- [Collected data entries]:
○ ○ ○ ○ ○ ○ ○
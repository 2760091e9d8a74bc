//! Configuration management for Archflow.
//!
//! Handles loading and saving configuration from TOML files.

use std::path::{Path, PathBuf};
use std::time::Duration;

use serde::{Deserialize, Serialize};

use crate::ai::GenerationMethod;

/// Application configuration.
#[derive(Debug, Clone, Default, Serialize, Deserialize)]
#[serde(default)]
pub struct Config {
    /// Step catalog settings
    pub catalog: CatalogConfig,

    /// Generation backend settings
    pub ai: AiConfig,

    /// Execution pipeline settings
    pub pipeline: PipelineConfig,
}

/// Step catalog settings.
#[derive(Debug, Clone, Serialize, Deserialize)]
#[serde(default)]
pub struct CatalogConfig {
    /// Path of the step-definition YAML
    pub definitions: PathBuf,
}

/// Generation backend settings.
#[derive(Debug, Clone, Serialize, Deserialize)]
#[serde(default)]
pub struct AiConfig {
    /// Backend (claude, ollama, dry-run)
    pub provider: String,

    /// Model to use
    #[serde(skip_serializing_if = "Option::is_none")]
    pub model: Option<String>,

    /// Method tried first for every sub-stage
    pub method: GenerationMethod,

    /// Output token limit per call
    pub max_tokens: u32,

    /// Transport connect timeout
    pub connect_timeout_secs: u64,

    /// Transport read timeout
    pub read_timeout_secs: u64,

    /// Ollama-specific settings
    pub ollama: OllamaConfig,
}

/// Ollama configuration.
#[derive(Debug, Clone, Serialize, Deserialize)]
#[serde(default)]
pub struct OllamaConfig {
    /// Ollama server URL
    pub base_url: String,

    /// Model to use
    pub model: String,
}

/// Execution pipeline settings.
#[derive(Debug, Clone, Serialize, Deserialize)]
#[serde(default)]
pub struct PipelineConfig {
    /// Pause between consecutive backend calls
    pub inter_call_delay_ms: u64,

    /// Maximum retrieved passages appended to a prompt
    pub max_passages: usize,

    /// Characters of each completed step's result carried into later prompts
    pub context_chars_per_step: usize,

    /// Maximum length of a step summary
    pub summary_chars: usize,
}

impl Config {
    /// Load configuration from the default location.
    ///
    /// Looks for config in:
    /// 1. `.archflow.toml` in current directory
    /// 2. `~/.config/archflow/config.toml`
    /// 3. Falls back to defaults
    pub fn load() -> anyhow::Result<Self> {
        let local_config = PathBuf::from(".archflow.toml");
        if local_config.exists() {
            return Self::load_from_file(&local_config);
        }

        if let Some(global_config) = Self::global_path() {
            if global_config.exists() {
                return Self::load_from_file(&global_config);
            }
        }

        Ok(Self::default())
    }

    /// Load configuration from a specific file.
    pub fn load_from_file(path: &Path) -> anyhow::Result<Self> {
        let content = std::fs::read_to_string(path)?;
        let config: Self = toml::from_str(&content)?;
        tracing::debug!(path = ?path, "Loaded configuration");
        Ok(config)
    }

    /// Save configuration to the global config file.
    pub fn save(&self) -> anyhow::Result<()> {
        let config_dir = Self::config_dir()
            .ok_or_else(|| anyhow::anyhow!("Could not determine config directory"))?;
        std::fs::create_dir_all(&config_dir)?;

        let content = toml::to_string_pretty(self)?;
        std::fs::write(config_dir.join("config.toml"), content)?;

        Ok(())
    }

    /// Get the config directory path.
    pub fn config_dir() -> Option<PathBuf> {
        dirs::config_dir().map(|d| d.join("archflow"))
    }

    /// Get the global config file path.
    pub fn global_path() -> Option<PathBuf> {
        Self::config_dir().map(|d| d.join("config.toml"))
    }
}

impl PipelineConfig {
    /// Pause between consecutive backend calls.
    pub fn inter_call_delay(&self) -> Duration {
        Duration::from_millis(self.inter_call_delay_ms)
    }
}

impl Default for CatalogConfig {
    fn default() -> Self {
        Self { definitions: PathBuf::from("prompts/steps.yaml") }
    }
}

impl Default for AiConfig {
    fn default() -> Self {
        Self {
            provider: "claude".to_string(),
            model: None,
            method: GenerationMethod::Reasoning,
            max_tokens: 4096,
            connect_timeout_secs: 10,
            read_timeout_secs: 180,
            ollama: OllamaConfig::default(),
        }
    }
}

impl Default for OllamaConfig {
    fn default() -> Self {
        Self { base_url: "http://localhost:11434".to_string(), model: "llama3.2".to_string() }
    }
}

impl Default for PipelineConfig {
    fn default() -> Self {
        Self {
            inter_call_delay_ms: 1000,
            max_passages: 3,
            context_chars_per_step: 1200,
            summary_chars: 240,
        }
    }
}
○ ○ ○ ○ ○ ○ ○
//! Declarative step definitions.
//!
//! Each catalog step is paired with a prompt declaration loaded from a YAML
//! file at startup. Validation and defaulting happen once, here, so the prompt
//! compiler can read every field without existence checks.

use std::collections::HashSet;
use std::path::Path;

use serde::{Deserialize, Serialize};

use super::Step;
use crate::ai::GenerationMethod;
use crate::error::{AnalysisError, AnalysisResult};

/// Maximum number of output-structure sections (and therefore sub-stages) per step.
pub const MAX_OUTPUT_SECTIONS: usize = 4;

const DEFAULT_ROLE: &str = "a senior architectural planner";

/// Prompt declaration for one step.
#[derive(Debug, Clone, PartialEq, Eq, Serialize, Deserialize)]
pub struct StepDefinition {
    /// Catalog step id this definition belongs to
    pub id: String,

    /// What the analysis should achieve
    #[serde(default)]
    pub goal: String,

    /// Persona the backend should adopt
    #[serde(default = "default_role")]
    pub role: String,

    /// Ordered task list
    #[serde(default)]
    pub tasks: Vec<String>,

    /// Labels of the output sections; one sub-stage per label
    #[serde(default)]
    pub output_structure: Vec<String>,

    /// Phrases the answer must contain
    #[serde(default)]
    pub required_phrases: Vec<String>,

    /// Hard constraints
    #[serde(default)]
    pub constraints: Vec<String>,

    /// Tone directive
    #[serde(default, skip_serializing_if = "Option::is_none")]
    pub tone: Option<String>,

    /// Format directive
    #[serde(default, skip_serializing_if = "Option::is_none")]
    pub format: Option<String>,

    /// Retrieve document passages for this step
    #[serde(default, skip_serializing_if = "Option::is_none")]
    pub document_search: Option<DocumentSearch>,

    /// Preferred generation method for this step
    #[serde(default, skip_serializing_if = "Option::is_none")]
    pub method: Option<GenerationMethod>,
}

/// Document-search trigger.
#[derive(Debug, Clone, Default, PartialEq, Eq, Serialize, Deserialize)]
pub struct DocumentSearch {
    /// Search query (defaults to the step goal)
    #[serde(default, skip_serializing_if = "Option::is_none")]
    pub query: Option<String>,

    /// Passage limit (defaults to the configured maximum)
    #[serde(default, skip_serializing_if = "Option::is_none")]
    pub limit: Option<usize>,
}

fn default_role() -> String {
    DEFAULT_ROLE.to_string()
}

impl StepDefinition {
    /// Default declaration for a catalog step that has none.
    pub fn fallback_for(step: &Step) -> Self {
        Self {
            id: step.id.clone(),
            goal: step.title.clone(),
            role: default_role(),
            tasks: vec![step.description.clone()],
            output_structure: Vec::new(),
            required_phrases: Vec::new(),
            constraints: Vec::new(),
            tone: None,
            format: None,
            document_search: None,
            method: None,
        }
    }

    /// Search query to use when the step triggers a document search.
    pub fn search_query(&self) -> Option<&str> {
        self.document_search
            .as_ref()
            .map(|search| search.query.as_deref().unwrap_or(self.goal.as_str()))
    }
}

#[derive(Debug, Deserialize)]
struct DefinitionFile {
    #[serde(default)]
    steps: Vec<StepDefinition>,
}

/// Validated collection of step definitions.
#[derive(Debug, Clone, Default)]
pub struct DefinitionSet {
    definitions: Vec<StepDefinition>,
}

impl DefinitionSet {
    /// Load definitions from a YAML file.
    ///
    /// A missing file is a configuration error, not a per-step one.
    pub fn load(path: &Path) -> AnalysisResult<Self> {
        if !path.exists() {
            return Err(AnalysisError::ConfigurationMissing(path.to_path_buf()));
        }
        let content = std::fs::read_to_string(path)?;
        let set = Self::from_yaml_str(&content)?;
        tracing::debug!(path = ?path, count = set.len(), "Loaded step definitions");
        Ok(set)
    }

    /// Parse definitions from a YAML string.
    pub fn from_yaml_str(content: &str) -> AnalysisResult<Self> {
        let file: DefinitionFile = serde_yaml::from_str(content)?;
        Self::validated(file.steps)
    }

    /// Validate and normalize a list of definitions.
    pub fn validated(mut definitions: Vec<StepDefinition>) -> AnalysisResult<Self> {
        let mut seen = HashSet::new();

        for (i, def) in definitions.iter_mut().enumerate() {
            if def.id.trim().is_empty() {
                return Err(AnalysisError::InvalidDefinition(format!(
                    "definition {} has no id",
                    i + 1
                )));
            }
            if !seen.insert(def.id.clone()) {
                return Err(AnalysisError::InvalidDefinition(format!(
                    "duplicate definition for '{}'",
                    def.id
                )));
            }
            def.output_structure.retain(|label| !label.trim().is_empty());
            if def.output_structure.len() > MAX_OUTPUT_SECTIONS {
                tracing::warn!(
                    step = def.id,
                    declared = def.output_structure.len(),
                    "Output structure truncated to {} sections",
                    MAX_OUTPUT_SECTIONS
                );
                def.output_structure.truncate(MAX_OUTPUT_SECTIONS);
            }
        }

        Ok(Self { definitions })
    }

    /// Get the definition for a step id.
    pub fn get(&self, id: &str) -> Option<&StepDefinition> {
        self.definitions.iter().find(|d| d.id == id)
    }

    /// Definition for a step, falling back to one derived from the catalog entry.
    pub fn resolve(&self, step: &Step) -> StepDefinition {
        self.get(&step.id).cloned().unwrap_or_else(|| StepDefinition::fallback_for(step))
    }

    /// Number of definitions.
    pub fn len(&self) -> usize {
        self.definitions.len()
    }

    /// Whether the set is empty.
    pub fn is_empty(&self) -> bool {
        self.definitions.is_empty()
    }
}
○ ○ ○ ○ ○ ○ ○
- [What you need to do]:
For the string "impl", filter the data and copy out each line where it occurs.

- [Reply]:
impl Config {
impl PipelineConfig {
impl Default for CatalogConfig {
impl Default for AiConfig {
impl Default for OllamaConfig {
impl Default for PipelineConfig {
impl StepDefinition {
impl DefinitionSet {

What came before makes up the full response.